Distinct structural mechanisms for inhibition of pyruvate dehydrogenase kinase isoforms by AZD7545, dichloroacetate, and radicicol.

Pyruvate dehydrogenase kinase (PDK) isoforms are molecular switches that downregulate the pyruvate dehydrogenase complex (PDC) by reversible phosphorylation in mitochondria. We have determined structures of human PDK1 or PDK3 bound to the inhibitors AZD7545, dichloroacetate (DCA), and radicicol.
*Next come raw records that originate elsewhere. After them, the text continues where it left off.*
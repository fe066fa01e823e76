//! Browser LocalStorage backend (wasm32)

use super::{Storage, StorageError};

#[derive(Debug, Clone, Default)]
pub struct LocalStorage;

impl LocalStorage {
    fn storage() -> Result<web_sys::Storage, StorageError> {
        web_sys::window()
            .and_then(|w| w.local_storage().ok())
            .flatten()
            .ok_or_else(|| StorageError::Unavailable("LocalStorage not available".to_string()))
    }
}

impl Storage for LocalStorage {
    fn get_value(&self, key: &str) -> Result<Option<String>, StorageError> {
        Self::storage()?
            .get_item(key)
            .map_err(|e| StorageError::Unavailable(format!("get {key}: {e:?}")))
    }

    fn set_value(&mut self, key: &str, value: &str) -> Result<(), StorageError> {
        Self::storage()?
            .set_item(key, value)
            .map_err(|e| StorageError::Unavailable(format!("set {key}: {e:?}")))
    }
}
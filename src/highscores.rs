//! Best score tracking
//!
//! A single non-negative integer stored as a decimal string under
//! `"highScore"`. Storage trouble never interrupts play: failures are logged
//! and the in-memory value stays at its last known state.

use crate::persistence::Storage;

#[derive(Debug, Clone, Copy, PartialEq, Eq, Default)]
pub struct HighScore {
    best: u32,
}

impl HighScore {
    /// Storage key
    pub const STORAGE_KEY: &'static str = "highScore";

    pub fn new(best: u32) -> Self {
        Self { best }
    }

    pub fn best(&self) -> u32 {
        self.best
    }

    /// Check if a score beats the current best
    pub fn qualifies(&self, score: u32) -> bool {
        score > self.best
    }

    /// Record a finished game's score. Returns true if it is a new best.
    pub fn submit(&mut self, score: u32) -> bool {
        if !self.qualifies(score) {
            return false;
        }
        self.best = score;
        true
    }

    /// Load the stored best, treating missing or unreadable values as 0
    pub fn load(storage: &impl Storage) -> Self {
        match storage.get_value(Self::STORAGE_KEY) {
            Ok(Some(raw)) => match raw.trim().parse::<u32>() {
                Ok(best) => {
                    log::info!("Loaded high score {best}");
                    Self { best }
                }
                Err(e) => {
                    log::warn!("Ignoring unreadable high score {raw:?}: {e}");
                    Self::default()
                }
            },
            Ok(None) => {
                log::info!("No high score found, starting fresh");
                Self::default()
            }
            Err(e) => {
                log::warn!("Failed to load high score: {e}");
                Self::default()
            }
        }
    }

    /// Persist the current best. Returns false if the write failed.
    pub fn save(&self, storage: &mut impl Storage) -> bool {
        match storage.set_value(Self::STORAGE_KEY, &self.best.to_string()) {
            Ok(()) => {
                log::info!("High score saved ({})", self.best);
                true
            }
            Err(e) => {
                log::warn!("Failed to save high score: {e}");
                false
            }
        }
    }
}

#[cfg(test)]
mod tests {
    use super::*;
    use crate::persistence::{MemoryStorage, UnavailableStorage};

    #[test]
    fn test_submit_only_beats() {
        let mut hs = HighScore::new(100);
        assert!(!hs.submit(100));
        assert!(!hs.submit(40));
        assert!(hs.submit(101));
        assert_eq!(hs.best(), 101);
    }

    #[test]
    fn test_save_and_load() {
        let mut storage = MemoryStorage::new();
        assert_eq!(HighScore::load(&storage).best(), 0);

        assert!(HighScore::new(870).save(&mut storage));
        assert_eq!(
            storage.get_value(HighScore::STORAGE_KEY),
            Ok(Some("870".to_string()))
        );
        assert_eq!(HighScore::load(&storage).best(), 870);
    }

    #[test]
    fn test_unreadable_value_is_zero() {
        let mut storage = MemoryStorage::new();
        storage.set_value(HighScore::STORAGE_KEY, "lots").unwrap();
        assert_eq!(HighScore::load(&storage).best(), 0);
        storage.set_value(HighScore::STORAGE_KEY, "-5").unwrap();
        assert_eq!(HighScore::load(&storage).best(), 0);
    }

    #[test]
    fn test_unavailable_storage_is_swallowed() {
        let mut storage = UnavailableStorage;
        assert_eq!(HighScore::load(&storage).best(), 0);
        assert!(!HighScore::new(5).save(&mut storage));
    }
}
//! Key-value persistence
//!
//! The game stores a handful of small strings (best score, settings JSON).
//! Backends:
//! - `MemoryStorage`: in-process map, for tests and headless runs
//! - `FileStorage`: one JSON object on disk (native)
//! - `LocalStorage`: browser LocalStorage (wasm32)

use std::collections::BTreeMap;
use std::fmt;

#[cfg(not(target_arch = "wasm32"))]
mod file;
#[cfg(target_arch = "wasm32")]
mod local;

#[cfg(not(target_arch = "wasm32"))]
pub use file::FileStorage;
#[cfg(target_arch = "wasm32")]
pub use local::LocalStorage;

/// Why a storage call failed
#[derive(Debug, Clone, PartialEq, Eq)]
pub enum StorageError {
    /// Backend could not be reached (no LocalStorage, I/O error)
    Unavailable(String),
    /// Backend reachable but its contents could not be decoded
    Corrupt(String),
}

impl fmt::Display for StorageError {
    fn fmt(&self, f: &mut fmt::Formatter<'_>) -> fmt::Result {
        match self {
            StorageError::Unavailable(msg) => write!(f, "storage unavailable: {msg}"),
            StorageError::Corrupt(msg) => write!(f, "storage corrupt: {msg}"),
        }
    }
}

impl std::error::Error for StorageError {}

/// String key-value store
pub trait Storage {
    fn get_value(&self, key: &str) -> Result<Option<String>, StorageError>;
    fn set_value(&mut self, key: &str, value: &str) -> Result<(), StorageError>;
}

/// In-memory storage
#[derive(Debug, Clone, Default)]
pub struct MemoryStorage {
    values: BTreeMap<String, String>,
}

impl MemoryStorage {
    pub fn new() -> Self {
        Self::default()
    }

    pub fn len(&self) -> usize {
        self.values.len()
    }

    pub fn is_empty(&self) -> bool {
        self.values.is_empty()
    }
}

impl Storage for MemoryStorage {
    fn get_value(&self, key: &str) -> Result<Option<String>, StorageError> {
        Ok(self.values.get(key).cloned())
    }

    fn set_value(&mut self, key: &str, value: &str) -> Result<(), StorageError> {
        self.values.insert(key.to_string(), value.to_string());
        Ok(())
    }
}

/// A backend that always fails, for exercising fallback paths
#[derive(Debug, Clone, Copy, Default)]
pub struct UnavailableStorage;

impl Storage for UnavailableStorage {
    fn get_value(&self, _key: &str) -> Result<Option<String>, StorageError> {
        Err(StorageError::Unavailable("storage disabled".to_string()))
    }

    fn set_value(&mut self, _key: &str, _value: &str) -> Result<(), StorageError> {
        Err(StorageError::Unavailable("storage disabled".to_string()))
    }
}

#[cfg(test)]
mod tests {
    use super::*;

    #[test]
    fn test_memory_round_trip() {
        let mut storage = MemoryStorage::new();
        assert_eq!(storage.get_value("highScore"), Ok(None));
        storage.set_value("highScore", "120").unwrap();
        storage.set_value("highScore", "150").unwrap();
        assert_eq!(storage.get_value("highScore"), Ok(Some("150".to_string())));
        assert_eq!(storage.len(), 1);
    }

    #[test]
    fn test_error_display() {
        let err = StorageError::Unavailable("no window".to_string());
        assert_eq!(err.to_string(), "storage unavailable: no window");
        assert!(UnavailableStorage.get_value("x").is_err());
    }
}
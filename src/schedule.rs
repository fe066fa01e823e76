//! Periodic triggers
//!
//! Every recurring job (the simulation tick, spawners, the survival counter
//! and auto-fire) is a `Timer` owned by one `Schedule`. Timers are driven by
//! elapsed play time rather than wall-clock callbacks, so disarming them is
//! a cancellation: a disarmed timer can never fire into a later game.

use crate::consts::*;
use crate::settings::Settings;

/// Which job is due. Variant order breaks ties between simultaneous fires.
#[derive(Debug, Clone, Copy, PartialEq, Eq, PartialOrd, Ord, Hash)]
pub enum Trigger {
    Tick,
    SpawnEnemy,
    SpawnPowerUp,
    SurvivalSecond,
    AutoFire,
}

/// A fixed-period timer
#[derive(Debug, Clone, PartialEq, Eq)]
pub struct Timer {
    period_us: u64,
    elapsed_us: u64,
    armed: bool,
}

impl Timer {
    /// A disarmed timer
    pub fn new(period_us: u64) -> Self {
        Self {
            period_us: period_us.max(1),
            elapsed_us: 0,
            armed: false,
        }
    }

    pub fn period_us(&self) -> u64 {
        self.period_us
    }

    pub fn is_armed(&self) -> bool {
        self.armed
    }

    /// Start counting a full period from now
    pub fn arm(&mut self) {
        self.armed = true;
        self.elapsed_us = 0;
    }

    pub fn disarm(&mut self) {
        self.armed = false;
        self.elapsed_us = 0;
    }

    /// Advance by `dt_us`, returning the offsets into that span at which the
    /// timer fired
    pub fn advance(&mut self, dt_us: u64) -> Vec<u64> {
        if !self.armed {
            return Vec::new();
        }
        let mut fires = Vec::new();
        let mut next = self.period_us - self.elapsed_us;
        while next <= dt_us {
            fires.push(next);
            next += self.period_us;
        }
        self.elapsed_us = (self.elapsed_us + dt_us) % self.period_us;
        fires
    }
}

/// A trigger that came due, stamped with play time
#[derive(Debug, Clone, Copy, PartialEq, Eq)]
pub struct Fired {
    pub at_us: u64,
    pub trigger: Trigger,
}

/// All recurring jobs of one game, plus the play clock that drives them
#[derive(Debug, Clone)]
pub struct Schedule {
    clock_us: u64,
    timers: Vec<(Trigger, Timer)>,
    auto_fire: bool,
}

fn ms(value: u32) -> u64 {
    u64::from(value) * 1000
}

impl Schedule {
    pub fn new(settings: &Settings) -> Self {
        let tick_us = 1_000_000 / u64::from(settings.tick_hz.max(1));
        Self {
            clock_us: 0,
            timers: vec![
                (Trigger::Tick, Timer::new(tick_us)),
                (Trigger::SpawnEnemy, Timer::new(ms(ENEMY_SPAWN_PERIOD_MS))),
                (Trigger::SpawnPowerUp, Timer::new(ms(POWERUP_SPAWN_PERIOD_MS))),
                (Trigger::SurvivalSecond, Timer::new(ms(SURVIVAL_PERIOD_MS))),
                (Trigger::AutoFire, Timer::new(ms(AUTO_FIRE_PERIOD_MS))),
            ],
            auto_fire: settings.auto_fire,
        }
    }

    /// Play time (µs) since the last `reset_clock`
    pub fn clock_us(&self) -> u64 {
        self.clock_us
    }

    pub fn reset_clock(&mut self) {
        self.clock_us = 0;
    }

    /// Arm every job from a fresh phase, cancelling whatever was running
    pub fn arm_all(&mut self) {
        let auto_fire = self.auto_fire;
        for (trigger, timer) in &mut self.timers {
            if *trigger == Trigger::AutoFire && !auto_fire {
                timer.disarm();
            } else {
                timer.arm();
            }
        }
    }

    pub fn disarm_all(&mut self) {
        for (_, timer) in &mut self.timers {
            timer.disarm();
        }
    }

    pub fn is_armed(&self, trigger: Trigger) -> bool {
        self.timers
            .iter()
            .any(|(t, timer)| *t == trigger && timer.is_armed())
    }

    /// True if no job is armed
    pub fn is_idle(&self) -> bool {
        self.timers.iter().all(|(_, timer)| !timer.is_armed())
    }

    /// Advance play time and list what came due, earliest first.
    /// The clock only runs while something is armed.
    pub fn advance(&mut self, dt_us: u64) -> Vec<Fired> {
        if self.is_idle() {
            return Vec::new();
        }
        let start = self.clock_us;
        let mut fired: Vec<Fired> = self
            .timers
            .iter_mut()
            .flat_map(|(trigger, timer)| {
                let trigger = *trigger;
                timer.advance(dt_us).into_iter().map(move |offset| Fired {
                    at_us: start + offset,
                    trigger,
                })
            })
            .collect();
        fired.sort_by_key(|f| (f.at_us, f.trigger));
        self.clock_us += dt_us;
        fired
    }
}

#[cfg(test)]
mod tests {
    use super::*;

    fn count(fired: &[Fired], trigger: Trigger) -> usize {
        fired.iter().filter(|f| f.trigger == trigger).count()
    }

    #[test]
    fn test_disarmed_timer_never_fires() {
        let mut timer = Timer::new(10);
        assert!(timer.advance(1000).is_empty());
    }

    #[test]
    fn test_timer_fires_each_period() {
        let mut timer = Timer::new(10);
        timer.arm();
        assert!(timer.advance(9).is_empty());
        assert_eq!(timer.advance(1), vec![1]);
        assert_eq!(timer.advance(25), vec![10, 20]);
        // 5 µs carried over
        assert_eq!(timer.advance(5), vec![5]);
    }

    #[test]
    fn test_rearm_restarts_phase() {
        let mut timer = Timer::new(10);
        timer.arm();
        timer.advance(8);
        timer.arm();
        assert!(timer.advance(8).is_empty());
        assert_eq!(timer.advance(2), vec![2]);
    }

    #[test]
    fn test_schedule_one_second() {
        let mut schedule = Schedule::new(&Settings::default());
        schedule.arm_all();
        let fired = schedule.advance(1_000_000);

        assert_eq!(count(&fired, Trigger::Tick), 60);
        assert_eq!(count(&fired, Trigger::SurvivalSecond), 1);
        assert_eq!(count(&fired, Trigger::AutoFire), 5);
        assert_eq!(count(&fired, Trigger::SpawnEnemy), 0);
        assert_eq!(schedule.clock_us(), 1_000_000);

        // Sorted by time, ties in trigger order
        assert!(fired.windows(2).all(|w| (w[0].at_us, w[0].trigger) <= (w[1].at_us, w[1].trigger)));
    }

    #[test]
    fn test_simultaneous_fires_tick_first() {
        let settings = Settings {
            tick_hz: 1,
            ..Settings::default()
        };
        let mut schedule = Schedule::new(&settings);
        schedule.arm_all();
        let fired = schedule.advance(1_000_000);
        let at_end: Vec<_> = fired
            .iter()
            .filter(|f| f.at_us == 1_000_000)
            .map(|f| f.trigger)
            .collect();
        assert_eq!(at_end, vec![Trigger::Tick, Trigger::SurvivalSecond, Trigger::AutoFire]);
    }

    #[test]
    fn test_disarm_all_stops_clock() {
        let mut schedule = Schedule::new(&Settings::default());
        schedule.arm_all();
        schedule.advance(500_000);
        schedule.disarm_all();
        assert!(schedule.is_idle());
        assert!(schedule.advance(10_000_000).is_empty());
        assert_eq!(schedule.clock_us(), 500_000);
    }

    #[test]
    fn test_auto_fire_can_be_disabled() {
        let settings = Settings {
            auto_fire: false,
            ..Settings::default()
        };
        let mut schedule = Schedule::new(&settings);
        schedule.arm_all();
        assert!(!schedule.is_armed(Trigger::AutoFire));
        assert!(schedule.is_armed(Trigger::Tick));
        let fired = schedule.advance(1_000_000);
        assert_eq!(count(&fired, Trigger::AutoFire), 0);
    }
}
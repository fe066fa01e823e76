//! Simulation module
//!
//! All gameplay logic lives here. This module stays free of timers, storage
//! and rendering:
//! - Fixed timestep only
//! - Randomness only through the caller's RNG
//! - Stable iteration order (spawn order)

pub mod achievements;
pub mod collision;
pub mod spawn;
pub mod state;
pub mod tick;

pub use achievements::{Achievement, AchievementId, Achievements};
pub use collision::{Aabb, Bounded, collides};
pub use spawn::{EnemyTemplate, explosion, spawn_enemy, spawn_power_up};
pub use state::{
    Bullet, Enemy, EnemyKind, GameEvent, GamePhase, GameSession, Particle, Player, PowerUp,
    PowerUpKind, Viewport,
};
pub use tick::tick;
We show that the trifluoromethylpropanamide end of AZD7545 projects into the lipoyl-binding pocket of PDK1. This interaction results in inhibition of PDK1 and PDK3 activities by aborting kinase binding to the PDC scaffold. Paradoxically, AZD7545 at saturating concentrations robustly increases scaffold-free PDK3 activity, similar to the inner lipoyl domain. Good DCA density is present in the helix bundle in the N-terminal domain of PDK1. Bound DCA promotes local conformational changes that are communicated to both nucleotide-binding and lipoyl-binding pockets of PDK1, leading to the inactivation of kinase activity. Finally, radicicol inhibits kinase activity by binding directly to the ATP-binding pocket of PDK3, similar to Hsp90 and Topo VI from the same ATPase/kinase superfamily.